The foundation layer of the intelligence economy.
“Model serving, vector databases, and fine-tuning pipelines are becoming as essential as cloud compute was a decade ago.”
AI firms captured 61% of global venture capital in 2025, pulling in $258.7 billion according to OECD estimates. The top five hyperscalers have committed between $660 and $690 billion in capital expenditure for 2026 alone. These are not speculative bets on what AI might become. They are infrastructure commitments on the scale of national utilities.

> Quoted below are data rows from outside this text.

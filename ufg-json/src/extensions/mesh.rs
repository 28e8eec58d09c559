use crate::mesh::Semantic;
use crate::validation::Checked;
use crate::{buffer, Index};
use serde_derive::{Deserialize, Serialize};
use std::collections::BTreeMap;
use ufg_derive::Validate;

/// The Draco mesh compression extension name.
pub const KHR_DRACO_MESH_COMPRESSION: &str = "KHR_draco_mesh_compression";

/// Extensions recognized on `Primitive`.
#[derive(Clone, Debug, Default, Deserialize, Serialize, Validate)]
pub struct Primitive {
    /// Draco-compressed storage for the primitive's indices and a subset of
    /// its vertex attributes.
    #[serde(
        default,
        rename = "KHR_draco_mesh_compression",
        skip_serializing_if = "Option::is_none"
    )]
    pub draco: Option<DracoMeshCompression>,

    /// Extension data the loader does not interpret.
    #[serde(flatten)]
    pub others: super::Unrecognized,
}

/// `KHR_draco_mesh_compression` payload.
#[derive(Clone, Debug, Deserialize, Serialize, Validate)]
pub struct DracoMeshCompression {
    /// The buffer view holding the compressed payload.
    #[serde(rename = "bufferView")]
    pub buffer_view: Index<buffer::View>,

    /// Maps attribute semantics to Draco unique attribute identifiers.
    ///
    /// Values are Draco attribute ids, not accessor indices.
    pub attributes: BTreeMap<Checked<Semantic>, u32>,
}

The constraint has shifted. Model capability is no longer the bottleneck. The limiting factor is infrastructure throughput: how quickly can you serve a model at latency targets, how reliably can you retrieve context at query time, and how efficiently can you adapt a foundation model to domain-specific tasks. The historical parallel is AWS from 2006 to 2012, when cloud compute transitioned from experimental to essential. AI infrastructure is making that same transition now.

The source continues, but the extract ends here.